Der Löffel lag noch immer auf der Tischdecke, und daneben trocknete der schmale Soßenstreifen ein, den Darja nicht vollständig hatte entfernen können.
„Bist du jetzt zufrieden?“, fragte Olesja.
Darja antwortete nicht sofort.
Sie nahm eine saubere Serviette, legte sie auf den Fleck und sagte erst dann:
„Nein.“
„Ich möchte nur nicht mehr so tun, als könnte man so etwas unbeantwortet lassen.“
Olesja zog ihren Mantel an, ohne sie anzusehen.
An der Kasse versuchte sie, Nina Sergejewna noch etwas zu sagen, doch diese reichte ihr schweigend die Rechnung für das Abendessen.
Olesja ging langsam zum Ausgang und hielt die Mappe an ihre Brust gedrückt.
Die Woronzows warteten draußen am Auto auf sie, riefen sie jedoch nicht zu sich.
Eine Minute später schloss sich die Eingangstür, und im Saal klirrte wieder das Besteck.
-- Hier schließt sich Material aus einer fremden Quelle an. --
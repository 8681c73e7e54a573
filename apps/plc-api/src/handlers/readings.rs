//! 读数查询 handler
//!
//! - GET /get-readings - 按设备/时间范围过滤的分页读数列表

use crate::utils::response::{reading_to_dto, storage_error, validation_error};
use crate::utils::{normalize_optional, parse_optional_date_ms};
use crate::AppState;
use api_contract::ApiResponse;
use axum::{
    extract::{Query, State},
    http::StatusCode,
    response::{IntoResponse, Response},
    Json,
};
use plc_storage::{ensure_page_bounds, Paginator, ReadingFilter};

fn default_page() -> u64 {
    1
}

fn default_limit() -> u64 {
    10
}

#[derive(Debug, serde::Deserialize)]
pub struct ReadingListQuery {
    #[serde(default = "default_page")]
    page: u64,
    #[serde(default = "default_limit")]
    limit: u64,
    plc_id: Option<String>,
    from_date: Option<String>,
    to_date: Option<String>,
}

pub async fn get_readings(
    State(state): State<AppState>,
    Query(query): Query<ReadingListQuery>,
) -> Response {
    if let Err(err) = ensure_page_bounds(query.page, query.limit) {
        return validation_error(err);
    }
    let from_ms = match parse_optional_date_ms(&query.from_date) {
        Ok(value) => value,
        Err(err) => return validation_error(err),
    };
    let to_ms = match parse_optional_date_ms(&query.to_date) {
        Ok(value) => value,
        Err(err) => return validation_error(err),
    };
    let filter = ReadingFilter {
        plc_id: normalize_optional(query.plc_id),
        from_ms,
        to_ms,
    };
    if let Err(err) = filter.validate() {
        return validation_error(err);
    }

    let paginator = Paginator::new(state.reading_store.as_ref(), "/get-readings")
        .with_filter_params(filter.query_params());
    match paginator.paginate(&filter, query.page, query.limit).await {
        Ok(page) => {
            let page = page.map(reading_to_dto);
            (
                StatusCode::OK,
                Json(ApiResponse::with_data(
                    "Reading list fetched successfully",
                    page,
                )),
            )
                .into_response()
        }
        Err(err) => storage_error(err),
    }
}
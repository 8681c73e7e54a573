//! # PLC Storage 模块
//!
//! 本模块提供统一的数据存储抽象层，支持多种存储后端实现。
//!
//! ## 架构设计
//!
//! 该模块采用分层架构，遵循以下原则：
//!
//! 1. **接口抽象层** (`traits.rs`)：定义所有资源存储的异步 Trait 接口
//! 2. **数据模型层** (`models.rs`)：定义存储相关的数据结构
//! 3. **过滤与验证层** (`filter.rs` / `validation.rs`)：查询条件及其
//!    前置验证（日期范围上限、分页边界）
//! 4. **分页引擎** (`pagination.rs`)：与记录类型无关的 offset 分页器
//! 5. **错误处理层** (`error.rs`)：统一的存储错误类型
//! 6. **连接管理层** (`connection.rs`)：数据库连接池管理
//! 7. **实现层**：
//!    - `in_memory/`：内存存储实现（用于测试和演示）
//!    - `postgres/`：PostgreSQL 存储实现（生产环境使用）
//!
//! ## 核心特性
//!
//! - **唯一键约束**：设备注册表以 `plc_id` 为唯一键，重复注册返回
//!   `StorageError::Duplicate`
//! - **只追加日志**：采集读数写入后不再变更，删除由外部运维操作负责
//! - **统一分页**：每种记录存储同时实现 `PagedCollection`，分页引擎
//!   对设备、读数、消息三类集合复用同一套页边界逻辑
//! - **前置验证**：日期范围（上限 90 天）与分页参数在任何后端访问
//!   之前被拒绝
//! - **异步支持**：基于 Tokio 的异步 I/O，通过 Trait 接口支持多后端
//!
//! ## 一致性约定
//!
//! 分页的计数与取页是两次独立读取，没有事务快照；并发写入下
//! `total_items` 可能偏旧。注册表与读数/消息存储的所有写入都是
//! 单条 upsert/insert，不需要跨记录事务。

// 模块导出：将子模块的内容导出到 crate 根目录
pub mod connection;
pub mod error;
pub mod filter;
pub mod in_memory;
pub mod models;
pub mod pagination;
pub mod postgres;
pub mod traits;
pub mod validation;

// 导出常用类型到 crate 根目录，方便外部引用
pub use connection::*;
pub use error::*;
pub use filter::*;
pub use models::*;
pub use pagination::*;
pub use traits::*;
pub use validation::*;

// 导出内存存储实现类型
pub use in_memory::{InMemoryMessageStore, InMemoryPlcStore, InMemoryReadingStore};

// 导出 PostgreSQL 存储实现类型
pub use postgres::{PgMessageStore, PgPlcStore, PgReadingStore};
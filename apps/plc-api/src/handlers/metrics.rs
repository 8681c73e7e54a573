//! Telemetry 指标快照。
//!
//! - GET /metrics

use api_contract::{ApiResponse, MetricsSnapshotDto};
use axum::{
    http::StatusCode,
    response::{IntoResponse, Response},
    Json,
};
use plc_telemetry::metrics;

pub async fn get_metrics() -> Response {
    let snapshot = metrics().snapshot();
    (
        StatusCode::OK,
        Json(ApiResponse::with_data(
            "Metrics fetched successfully",
            MetricsSnapshotDto {
                sweeps_completed: snapshot.sweeps_completed,
                polls_succeeded: snapshot.polls_succeeded,
                polls_failed: snapshot.polls_failed,
                readings_written: snapshot.readings_written,
                reading_write_failure: snapshot.reading_write_failure,
                sweep_latency_ms_total: snapshot.sweep_latency_ms_total,
                sweep_latency_ms_count: snapshot.sweep_latency_ms_count,
                commands_issued: snapshot.commands_issued,
                command_write_success: snapshot.command_write_success,
                command_write_failure: snapshot.command_write_failure,
                messages_received: snapshot.messages_received,
                messages_relayed: snapshot.messages_relayed,
            },
        )),
    )
        .into_response()
}
//! 请求字段归一化与日期解析
//!
//! 原始 API 约定里"空"字段（空字符串、零值端口/单元号）视为未提供：
//! - 必填字段为空 -> 400
//! - 可选字段为空 -> 丢弃，不参与部分更新
//!
//! 日期查询参数接受 RFC 3339（含时区）或 `YYYY-MM-DD`（按 UTC 零点）。

use crate::utils::response::bad_request_error;
use axum::response::Response;
use chrono::{DateTime, NaiveDate};
use plc_storage::ValidationError;

/// 必填字符串字段：去除首尾空白，空值返回 400。
pub fn normalize_required(value: String, field: &str) -> Result<String, Response> {
    let trimmed = value.trim();
    if trimmed.is_empty() {
        return Err(bad_request_error(format!("{} is required", field)));
    }
    Ok(trimmed.to_string())
}

/// 可选字符串字段：空值归一化为"未提供"。
pub fn normalize_optional(value: Option<String>) -> Option<String> {
    value
        .map(|value| value.trim().to_string())
        .filter(|value| !value.is_empty())
}

/// 可选数值字段：零值归一化为"未提供"。
pub fn nonzero_u16(value: Option<u16>) -> Option<u16> {
    value.filter(|value| *value != 0)
}

/// 可选数值字段：零值归一化为"未提供"。
pub fn nonzero_u8(value: Option<u8>) -> Option<u8> {
    value.filter(|value| *value != 0)
}

/// 解析日期查询参数为 Unix 毫秒。
pub fn parse_date_ms(value: &str) -> Result<i64, ValidationError> {
    if let Ok(datetime) = DateTime::parse_from_rfc3339(value) {
        return Ok(datetime.timestamp_millis());
    }
    if let Ok(date) = NaiveDate::parse_from_str(value, "%Y-%m-%d") {
        let midnight = date
            .and_hms_opt(0, 0, 0)
            .unwrap_or_default()
            .and_utc();
        return Ok(midnight.timestamp_millis());
    }
    Err(ValidationError::InvalidDate(value.to_string()))
}

/// 解析可选日期查询参数。
pub fn parse_optional_date_ms(value: &Option<String>) -> Result<Option<i64>, ValidationError> {
    match value {
        Some(value) if !value.trim().is_empty() => parse_date_ms(value.trim()).map(Some),
        _ => Ok(None),
    }
}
Nina Sergejewna kam mit dem Reservierungsblatt zu Darja.
„Vielleicht hätte ich nicht sagen sollen, dass Sie die Besitzerin sind?“, fragte sie.
„Nein“, antwortete Darja.
„Ich hätte nur nicht so lange so tun dürfen, als ginge mich das alles nichts an.“
Später, als die letzten Gäste gegangen waren, legte Lera Servietten in eine Schublade.
Ihr Namensschild lag auf der Theke.
Der Verschluss hatte sich verbogen und blieb am Stoff hängen.
Darja nahm eine neue Sicherheitsnadel aus der Schublade, befestigte das Schild gerade und gab es dem Mädchen zurück.
„Danke“, sagte Lera leise.
In der Küche klingelte der Timer.
Darja sah auf die Uhr, nahm die Bestellmappe und ging nachsehen, ob das Brot für die morgendliche Auslage schon kalt geworden war.